#### RECORDS PROVIDED

use serde::Deserialize;

use crate::error::ConfigurationError;

/// Sample rate of realtime voice PCM16 streams.
pub const DEFAULT_SAMPLE_RATE_HZ: u32 = 24_000;

/// Attenuation applied on output-constrained platforms.
pub const DEFAULT_CONSTRAINED_GAIN: f32 = 0.5;

const MIN_PLAYBACK_RATE: f32 = 0.25;
const MAX_PLAYBACK_RATE: f32 = 4.0;

/// Output routing profile, selecting the session/gain policy.
#[derive(Clone, Copy, Debug, Default, Deserialize, PartialEq, Eq)]
#[serde(rename_all = "snake_case")]
pub enum OutputProfile {
    /// Pick by target platform.
    #[default]
    Auto,
    /// Desktop-style output; no gain correction.
    Standard,
    /// Platform applies its own auto-gain to voice output; attenuate after conversion.
    Constrained,
}

impl OutputProfile {
    /// Resolve `Auto` to a concrete profile for the compile target.
    pub fn resolve(self) -> OutputProfile {
        match self {
            OutputProfile::Auto => {
                if cfg!(any(target_os = "ios", target_os = "android")) {
                    OutputProfile::Constrained
                } else {
                    OutputProfile::Standard
                }
            }
            other => other,
        }
    }
}

/// Streaming player settings.
#[derive(Clone, Debug, Deserialize)]
#[serde(default)]
pub struct PlayerConfig {
    /// Sample rate of incoming PCM16 chunks (and of the playable buffers).
    pub sample_rate_hz: u32,
    /// Output device substring match; `None` uses the host default.
    pub device: Option<String>,
    /// Duplicate each mono sample into interleaved stereo in the collected history.
    pub stereo_history: bool,
    /// Playback speed multiplier applied by the rate stage.
    pub playback_rate: f32,
    /// Output routing profile.
    pub output_profile: OutputProfile,
    /// Gain multiplier used by the constrained profile.
    pub constrained_gain: f32,
    /// Fixed output callback buffer size in frames, if the device allows it.
    pub buffer_size_frames: Option<u32>,
}

impl Default for PlayerConfig {
    fn default() -> Self {
        Self {
            sample_rate_hz: DEFAULT_SAMPLE_RATE_HZ,
            device: None,
            stereo_history: false,
            playback_rate: 1.0,
            output_profile: OutputProfile::Auto,
            constrained_gain: DEFAULT_CONSTRAINED_GAIN,
            buffer_size_frames: None,
        }
    }
}

impl PlayerConfig {
    /// Reject values no engine can honor.
    pub fn validate(&self) -> Result<(), ConfigurationError> {
        if self.sample_rate_hz == 0 {
            return Err(ConfigurationError::Invalid(
                "sample_rate_hz must be greater than zero".to_string(),
            ));
        }
        if !self.playback_rate.is_finite() || self.playback_rate <= 0.0 {
            return Err(ConfigurationError::Invalid(format!(
                "playback_rate must be a positive number, got {}",
                self.playback_rate
            )));
        }
        if !self.constrained_gain.is_finite() || self.constrained_gain <= 0.0 {
            return Err(ConfigurationError::Invalid(format!(
                "constrained_gain must be a positive number, got {}",
                self.constrained_gain
            )));
        }
        if self.buffer_size_frames == Some(0) {
            return Err(ConfigurationError::Invalid(
                "buffer_size_frames must be greater than zero".to_string(),
            ));
        }
        Ok(())
    }

    /// Playback rate clamped to the range the rate stage supports.
    pub fn effective_playback_rate(&self) -> f32 {
        self.playback_rate.clamp(MIN_PLAYBACK_RATE, MAX_PLAYBACK_RATE)
    }

    /// Channel count of the collected history.
    pub fn history_channels(&self) -> u16 {
        if self.stereo_history { 2 } else { 1 }
    }

    /// Trimmed device needle, `None` when blank.
    pub fn device_needle(&self) -> Option<&str> {
        self.device
            .as_deref()
            .map(str::trim)
            .filter(|name| !name.is_empty())
    }
}
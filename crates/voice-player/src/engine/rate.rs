//! Player node + rate stage used inside the output callback.
//!
//! Reads a continuous sample stream across consecutive buffers with a fractional step, so a
//! single stage covers both the configured playback speed and a device rate that differs
//! from the stream rate. Neighbouring samples are linearly interpolated, including across
//! buffer boundaries, to keep playback gapless.

use std::collections::VecDeque;

use super::Completion;

/// One submitted buffer waiting in (or currently at the head of) the player node.
pub(crate) struct QueuedBuffer {
    pub(crate) token: Completion,
    pub(crate) samples: Vec<f32>,
}

pub(crate) struct RateStage {
    step: f64,
    pos: f64,
}

impl RateStage {
    /// `step = source_rate × playback_rate / output_rate`.
    pub(crate) fn new(source_rate_hz: u32, output_rate_hz: u32, playback_rate: f32) -> Self {
        let step = if output_rate_hz == 0 {
            1.0
        } else {
            source_rate_hz as f64 * playback_rate as f64 / output_rate_hz as f64
        };
        Self {
            step: if step.is_finite() && step > 0.0 { step } else { 1.0 },
            pos: 0.0,
        }
    }

    pub(crate) fn step(&self) -> f64 {
        self.step
    }

    pub(crate) fn reset(&mut self) {
        self.pos = 0.0;
    }

    /// Produce the next output sample, or `None` when nothing is queued (underrun).
    ///
    /// `on_done` is called with each buffer's token right after its last sample has been
    /// consumed, in queue order.
    pub(crate) fn next_sample<F>(&mut self, queue: &mut VecDeque<QueuedBuffer>, mut on_done: F) -> Option<f32>
    where
        F: FnMut(Completion),
    {
        self.retire_finished(queue, &mut on_done);
        let Some(front) = queue.front() else {
            self.pos = 0.0;
            return None;
        };

        let idx = self.pos as usize;
        let frac = (self.pos - idx as f64) as f32;
        let a = front.samples[idx];
        let b = match front.samples.get(idx + 1) {
            Some(next) => *next,
            None => queue
                .get(1)
                .and_then(|next| next.samples.first().copied())
                .unwrap_or(a),
        };

        self.pos += self.step;
        self.retire_finished(queue, &mut on_done);
        Some(a + (b - a) * frac)
    }

    fn retire_finished<F>(&mut self, queue: &mut VecDeque<QueuedBuffer>, on_done: &mut F)
    where
        F: FnMut(Completion),
    {
        while let Some(front) = queue.front() {
            let len = front.samples.len() as f64;
            if self.pos < len {
                break;
            }
            self.pos -= len;
            if let Some(done) = queue.pop_front() {
                on_done(done.token);
            }
        }
    }
}

#[cfg(test)]
mod tests {
    use super::*;

    fn queued(id: u64, samples: &[f32]) -> QueuedBuffer {
        QueuedBuffer {
            token: Completion { generation: 0, id },
            samples: samples.to_vec(),
        }
    }

    fn drain(stage: &mut RateStage, queue: &mut VecDeque<QueuedBuffer>) -> (Vec<f32>, Vec<u64>) {
        let mut out = Vec::new();
        let mut done = Vec::new();
        while let Some(s) = stage.next_sample(queue, |c| done.push(c.id)) {
            out.push(s);
        }
        (out, done)
    }

    #[test]
    fn unity_step_passes_samples_through_gaplessly() {
        let mut stage = RateStage::new(24_000, 24_000, 1.0);
        let mut queue = VecDeque::from([queued(0, &[0.1, 0.2]), queued(1, &[0.3])]);
        let (out, done) = drain(&mut stage, &mut queue);
        assert_eq!(out, vec![0.1, 0.2, 0.3]);
        assert_eq!(done, vec![0, 1]);
    }

    #[test]
    fn completion_fires_right_after_last_sample() {
        let mut stage = RateStage::new(24_000, 24_000, 1.0);
        let mut queue = VecDeque::from([queued(7, &[0.5]), queued(8, &[0.25, 0.25])]);
        let mut done = Vec::new();
        let first = stage.next_sample(&mut queue, |c| done.push(c.id));
        assert_eq!(first, Some(0.5));
        assert_eq!(done, vec![7]);
    }

    #[test]
    fn half_step_interpolates_and_doubles_length() {
        let mut stage = RateStage::new(24_000, 48_000, 1.0);
        assert_eq!(stage.step(), 0.5);
        let mut queue = VecDeque::from([queued(0, &[0.0, 1.0])]);
        let (out, done) = drain(&mut stage, &mut queue);
        assert_eq!(out, vec![0.0, 0.5, 1.0, 1.0]);
        assert_eq!(done, vec![0]);
    }

    #[test]
    fn interpolation_crosses_buffer_boundary() {
        let mut stage = RateStage::new(24_000, 48_000, 1.0);
        let mut queue = VecDeque::from([queued(0, &[0.0]), queued(1, &[1.0])]);
        let (out, _) = drain(&mut stage, &mut queue);
        assert_eq!(out, vec![0.0, 0.5, 1.0, 1.0]);
    }

    #[test]
    fn double_speed_skips_samples_and_still_completes_every_buffer() {
        let mut stage = RateStage::new(24_000, 24_000, 2.0);
        let mut queue = VecDeque::from([queued(0, &[0.0, 0.1, 0.2]), queued(1, &[0.3, 0.4])]);
        let (out, done) = drain(&mut stage, &mut queue);
        assert_eq!(out.len(), 3);
        assert_eq!(done, vec![0, 1]);
    }

    #[test]
    fn empty_buffers_complete_without_output() {
        let mut stage = RateStage::new(24_000, 24_000, 1.0);
        let mut queue = VecDeque::from([queued(3, &[])]);
        let (out, done) = drain(&mut stage, &mut queue);
        assert!(out.is_empty());
        assert_eq!(done, vec![3]);
    }

    #[test]
    fn underrun_resets_position() {
        let mut stage = RateStage::new(24_000, 48_000, 1.0);
        let mut queue = VecDeque::from([queued(0, &[0.0])]);
        let _ = drain(&mut stage, &mut queue);
        queue.push_back(queued(1, &[0.75, 0.75]));
        assert_eq!(stage.next_sample(&mut queue, |_| {}), Some(0.75));
    }
}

#### WORK REQUIRED
In exact wording, restate the lines of the data above from the first through the one holding "Deserialize, PartialEq, Eq)]", and stop after that line.

#### RESULT BELOW
use serde::Deserialize;

use crate::error::ConfigurationError;

/// Sample rate of realtime voice PCM16 streams.
pub const DEFAULT_SAMPLE_RATE_HZ: u32 = 24_000;

/// Attenuation applied on output-constrained platforms.
pub const DEFAULT_CONSTRAINED_GAIN: f32 = 0.5;

const MIN_PLAYBACK_RATE: f32 = 0.25;
const MAX_PLAYBACK_RATE: f32 = 4.0;

/// Output routing profile, selecting the session/gain policy.
#[derive(Clone, Copy, Debug, Default, Deserialize, PartialEq, Eq)]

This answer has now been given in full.